Rocky-Thomas US-Veteran .jpgPhoto: Photo of U.S. Navy Veteran Rocky Thomas imitating the Rhoda Nyberg “Grace” painting as part of a VA Nutrition and Food Service photo contest. Photo taken by Julie Augustyn, dietitian at the VA Community Living Center in Martinez, Calif. 

That meant providing guidance on disinfection protocols and PPE use for foodservice workers in direct contact with patients versus workers who didn’t interact with patients. “We listed some alternatives for the kitchen, like rubber gloves, face shields and rubber aprons that weren’t medical grade. We wanted foodservice areas to realize there were alternatives if they weren’t in direct patient care,” says Utech.

The guidelines also encouraged supervisors to conduct refresher training for workers who weren’t used to delivering food to at-risk populations. “We directed supervisors to be sensitive to that and do compliance checks as needed,” Utech says. The Orlando VA Healthcare System, for instance, opted to ensure that 100% of their Food and Nutrition Service staff were ServSafe certified to ensure safe foodservice handling to veterans.

The national office also served as a coordinator to help individual hospitals navigate their changing situations, like diverting staff from areas where transmission rates were low to areas that were experiencing surges. When New Orleans was hit hard in the beginning of the pandemic, the local hospitals were paired with an administrative dietitian from Sioux Falls, S.D. “While the staff of New Orleans was busy caring for the onslaught of patients, the admin dietitian could virtually manage updating menus, and making subs on ordering,” Utech says. “We arranged for some short-term transfers too.”

Speaking of updating menus and making substitutions, the VA was fortunate to experience minimal supply disruptions. “Our subsistence contract is a strength,” Utech explains. “Having a large national distributor and supplier like US Foods meant we had no curtailment or stoppage of service.”
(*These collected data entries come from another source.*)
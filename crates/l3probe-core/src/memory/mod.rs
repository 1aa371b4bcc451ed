//! The `memory` module provides the buffers the prober reads from.
//!
//! The `memory` module provides the following abstractions:
//! - `Memory`: An anonymous, pre-faulted memory mapping that is unmapped on drop.
//! - `BytePointer`: A trait for accessing memory as a byte pointer.
//! - `read_u32_volatile`: A load that the compiler can neither elide nor merge.
mod memblock;

pub use self::memblock::Memory;

use crate::util::READ_WIDTH;

/// Errors that can occur during memory operations.
#[derive(Debug, thiserror::Error)]
pub enum MemoryError {
    /// Attempted to map a zero-size region
    #[error("Zero size layout")]
    ZeroSizeLayout,
    /// The kernel refused the mapping
    #[error("mmap failed: {0}")]
    Mmap(#[from] std::io::Error),
}

/// Trait for accessing memory as a byte pointer.
///
/// Provides low-level access to memory regions with byte-level addressing.
#[allow(clippy::len_without_is_empty)]
pub trait BytePointer {
    /// Returns a mutable pointer to the byte at the given offset.
    ///
    /// # Safety
    ///
    /// The returned pointer is valid only while the memory region exists.
    /// Dereferencing requires unsafe code.
    fn addr(&self, offset: usize) -> *mut u8;

    /// Returns a mutable pointer to the start of the memory region.
    fn ptr(&self) -> *mut u8;

    /// Returns the total length of the memory region in bytes.
    fn len(&self) -> usize;
}

/// Reads [`READ_WIDTH`] bytes at `ptr` and decodes them as a big-endian `u32`.
///
/// The load is volatile, so it is neither removed nor merged with neighbouring loads.
/// No alignment is required.
///
/// # Safety
///
/// `ptr..ptr + READ_WIDTH` must be readable.
#[inline(always)]
pub unsafe fn read_u32_volatile(ptr: *const u8) -> u32 {
    let bytes = unsafe { std::ptr::read_volatile(ptr as *const [u8; READ_WIDTH]) };
    u32::from_be_bytes(bytes)
}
When certain items were in scarcer supply, the national office worked with US Foods to keep hospitals updated so the hospitals could make their own decisions. “US Foods would provide a weekly merchandise report that we shared across the country that would list by category items that were running short and a list of alternatives,” says Utech. “While some hospitals may have needed to make menu changes, we didn’t have to manage it as a crisis nationally because the sites were given specific alternatives they could choose.”

Providing logistical guidance and support was essential, of course, but it wasn’t everything. Utech and her team made a dedicated effort to keep up worker morale with events like a national Nutrition and Food Service photo contest, staff and patients were invited to recreate their favorite food-related art or painting.

The recommendations-over-rules approach has proved effective. “I’m proud our guidance is still helpful, and I can still reference back to it, and that we wrote it in a way that didn’t cause a lot of complaints or constraints,” Utech says. “Trust your people to execute, that was a lesson learned.”

Weekly merchandise and substitution reports are still going out too. But as signs of hope and change continue popping up around the country, the VA has an indicator of its own that things are getting better. “We haven’t had any national need to move staffing around in a few months,” Utech says.